В 1944 году Алекс служит «куклой» в команде «Хундецвинген». Эсэсовские овчарки учились на нем хватать человека за горло. Он заразился от больной собаки и на целых три месяца почти совершенно ослеп. В этот период родился жалобный призыв погибающих — уже цитированный «Хорал из ада», переведенный в лагере на шесть языков. В день поминовения умерших Алекс впервые исполняет одну из самых потрясающих своих песен «Распятый 1944».
— Эту историю рассказали мне в госпитале, когда я ослеп, французы, привезенные в лагерь. В маленьком селении Пресль недалеко от Ниццы эсэсовцы изнасиловали и убили мать, а ее трехлетнего сына распяли на дверях. Произошло это двадцатого июля сорок четвертого года, в день покушения на Гитлера. Фашисты сделали это от ярости, от злобы.

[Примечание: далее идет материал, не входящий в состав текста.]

//! The bounded think-act-observe executor.

use std::sync::Arc;

use async_trait::async_trait;
use chrono::{SecondsFormat, Utc};
use tokio_util::sync::CancellationToken;

use crate::llm::LlmClient;
use crate::skill::Skill;
use crate::task::Finding;
use crate::tools::{SafetyClass, ToolSet};
use crate::util::truncate_with_ellipsis;

use super::error::REPEAT_WINDOW;
use super::{AgentError, ConversationMemory};

/// Characters of LLM content kept in a "Think" history line.
const THINK_PREVIEW_CHARS: usize = 500;

/// Characters of tool output kept in a finding summary.
const SUMMARY_CHARS: usize = 200;

/// Final outcome of a successful agent run.
#[derive(Debug, Clone, PartialEq, Eq)]
pub struct DiagnosisResult {
    pub root_cause: String,
    pub suggestion: String,
}

/// Receiver for per-step checkpoints.
///
/// `finding` is present for tool observations and absent for think/conclude
/// history lines. The sink routes through the reconciler's commit path; the
/// agent never touches task status directly.
#[async_trait]
pub trait StepSink: Send + Sync {
    async fn on_step(&self, finding: Option<&Finding>, history_entry: &str);
}

/// The reason-act loop.
///
/// One instance drives one run. The loop is strictly sequential: think, act
/// on every requested tool in request order, observe all outputs, then the
/// next step.
pub struct AgentLoop {
    llm: Arc<dyn LlmClient>,
    tools: ToolSet,
    memory: ConversationMemory,
    max_steps: usize,
    sink: Option<Arc<dyn StepSink>>,
    skill: Skill,
}

impl AgentLoop {
    /// Create a loop bound to a skill.
    ///
    /// When the skill carries a tool whitelist, the set presented to the
    /// LLM is filtered to it. The skill's system prompt becomes the first
    /// memory entry.
    pub fn new(
        llm: Arc<dyn LlmClient>,
        tools: ToolSet,
        max_steps: usize,
        sink: Option<Arc<dyn StepSink>>,
        skill: Skill,
    ) -> Self {
        let tools = if skill.allowed_tools.is_empty() {
            tools
        } else {
            tools.filtered(&skill.allowed_tools)
        };

        let memory = ConversationMemory::new();
        if !skill.system_prompt.is_empty() {
            memory.add_user(format!("SYSTEM INSTRUCTION: {}", skill.system_prompt));
        }

        Self {
            llm,
            tools,
            memory,
            max_steps,
            sink,
            skill,
        }
    }

    /// The conversation record of this run.
    pub fn memory(&self) -> &ConversationMemory {
        &self.memory
    }

    /// Add a user message to memory before the run starts. The reconciler
    /// uses this to push recent-alert and similar-diagnosis context.
    pub fn inject_context(&self, msg: &str) {
        self.memory.add_user(msg);
    }

    /// Re-inject prior findings after a restart.
    ///
    /// This is the only state an agent carries across restarts; the step
    /// counter starts fresh.
    pub fn restore(&self, findings: &[Finding]) {
        if findings.is_empty() {
            return;
        }
        tracing::info!(findings = findings.len(), "restoring from checkpoint");

        let mut summary = String::from(
            "Previous diagnosis findings (restored from checkpoint). \
             Continue the investigation from these results without repeating them:\n",
        );
        for f in findings {
            summary.push_str(&format!("- Step {} [{}]: {}\n", f.step, f.tool_name, f.summary));
        }
        self.memory.add_user(summary);
    }

    /// Execute the loop for a goal.
    ///
    /// Returns the extracted `(root cause, suggestion)` on success, or a
    /// typed [`AgentError`] when the run terminates without one.
    pub async fn run(
        &self,
        cancel: &CancellationToken,
        goal: &str,
        approved: bool,
    ) -> Result<DiagnosisResult, AgentError> {
        tracing::info!(goal, skill = %self.skill.name, approved, "starting agent run");

        self.memory.add_user(format!(
            "Diagnosis Goal: {goal}\n\n\
             When you have enough information to conclude, respond with:\n\
             Root Cause: <concise root cause>\n\
             Suggestion: <actionable remediation>"
        ));

        let definitions = self.tools.definitions();
        let mut findings: Vec<Finding> = Vec::new();

        for step in 1..=self.max_steps {
            if cancel.is_cancelled() {
                return Err(AgentError::Cancelled);
            }

            tracing::debug!(step, "executing step");

            // Think.
            let snapshot = self.memory.snapshot();
            let response = tokio::select! {
                _ = cancel.cancelled() => return Err(AgentError::Cancelled),
                r = self.llm.chat(&snapshot, &definitions) => {
                    r.map_err(|e| AgentError::Chat(e.to_string()))?
                }
            };

            let content = response.content.clone().unwrap_or_default();
            self.emit(
                None,
                format!(
                    "Step {step} (Think): {}",
                    truncate_with_ellipsis(&content, THINK_PREVIEW_CHARS)
                ),
            )
            .await;

            let tool_calls = response.tool_calls.unwrap_or_default();

            // No tool calls: the model concluded.
            if tool_calls.is_empty() {
                self.memory.add_assistant(&content);
                tracing::info!(step, "agent decided to finish");

                let (root_cause, suggestion) = extract_conclusion(&content);
                self.emit(
                    None,
                    format!("Step {step} (Conclude): RootCause: {root_cause} | Suggestion: {suggestion}"),
                )
                .await;

                return Ok(DiagnosisResult {
                    root_cause,
                    suggestion,
                });
            }

            self.memory
                .add_assistant_tool_calls(response.content, tool_calls.clone());

            // Act: execute tools in request order.
            for call in &tool_calls {
                let tool_name = &call.function.name;
                tracing::info!(tool = %tool_name, "executing tool");

                let output = match self.tools.get(tool_name) {
                    None => format!("Error: Tool {tool_name} not found"),
                    Some(tool) => match tool.safety_class() {
                        SafetyClass::Forbidden => {
                            tracing::warn!(tool = %tool_name, "tool forbidden by safety policy");
                            format!("Error: Tool {tool_name} is forbidden by safety policy.")
                        }
                        SafetyClass::HighRisk if !approved => {
                            // Abort the run and hand off to the approval gate;
                            // no tool output is recorded for this call.
                            tracing::warn!(tool = %tool_name, "tool requires approval");
                            return Err(AgentError::WaitingForApproval {
                                tool: tool_name.clone(),
                            });
                        }
                        _ => match tool.execute(cancel, &call.function.arguments).await {
                            Ok(out) => out,
                            Err(e) => format!("Error executing tool: {e}"),
                        },
                    },
                };

                // Observe.
                self.memory.add_tool_output(&call.id, &output);

                let finding = Finding {
                    step,
                    tool_name: tool_name.clone(),
                    tool_args: call.function.arguments.clone(),
                    summary: truncate_with_ellipsis(&output, SUMMARY_CHARS),
                    timestamp: Utc::now().to_rfc3339_opts(SecondsFormat::Secs, true),
                };
                findings.push(finding.clone());

                self.emit(
                    Some(&finding),
                    format!(
                        "Step {step} (Act): {}({}) -> {}",
                        finding.tool_name, finding.tool_args, finding.summary
                    ),
                )
                .await;
            }

            if let Some(tool) = repeated_tool(&findings, REPEAT_WINDOW) {
                return Err(AgentError::LoopDetected { tool });
            }
        }

        Err(AgentError::MaxStepsExceeded(self.max_steps))
    }

    async fn emit(&self, finding: Option<&Finding>, history_entry: String) {
        if let Some(sink) = &self.sink {
            sink.on_step(finding, &history_entry).await;
        }
    }
}

/// If the last `window` findings share one `(tool, args)` pair, return the
/// tool name.
fn repeated_tool(findings: &[Finding], window: usize) -> Option<String> {
    if findings.len() < window {
        return None;
    }
    let tail = &findings[findings.len() - window..];
    let first = &tail[0];
    tail[1..]
        .iter()
        .all(|f| f.tool_name == first.tool_name && f.tool_args == first.tool_args)
        .then(|| first.tool_name.clone())
}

Распяли человеческого сына,
Распяли беззащитное дитя,
Гвоздями выкололи очи,
Разбили голову и вырвали язык,
И, умирая, увидала мать
Прибитые к дверям его ручонки.
Когда я исполнял эту песню в ФРГ, мне кричали, что это ложь, что я клевещу на немецкий народ. Но я знал, что это правда, мне рассказывали об этом, когда я был слепой, не только французы, и я во сне видел эту мать, ощущал ее руку на своем лице, слышал ее голос: «Ты должен помнить и обо мне!» И я знал, что это правда, что это действительно произошло, но, несмотря на многолетние розыски, главным образом во Франции, мне долго не удавалось найти даже упоминания об этой истории. И наконец я нашел — случайно: она была описана в актах Нюрнбергского процесса. С тех пор ни один немец не сможет обвинить меня в том, что я клевещу на его народ…
Голос Кулисевича звучит не только на улице Сенкевича в Кракове. Пан Александр показывает нам пластинки, вырезки из газет, фотокопии, кинокадры.
Еще в 1969 году Александр Кулисевич и его песни заинтересовали бывшего узника Заксенхаузена Андрея Сарапкина, а также Олега Хомякова и Иосифа Богуславского со Свердловской киностудии. Так родился сценарий черно-белого документального фильма «Песни борьбы и гнева», который снимался в Польше (в Кракове, Майданеке, Освенциме).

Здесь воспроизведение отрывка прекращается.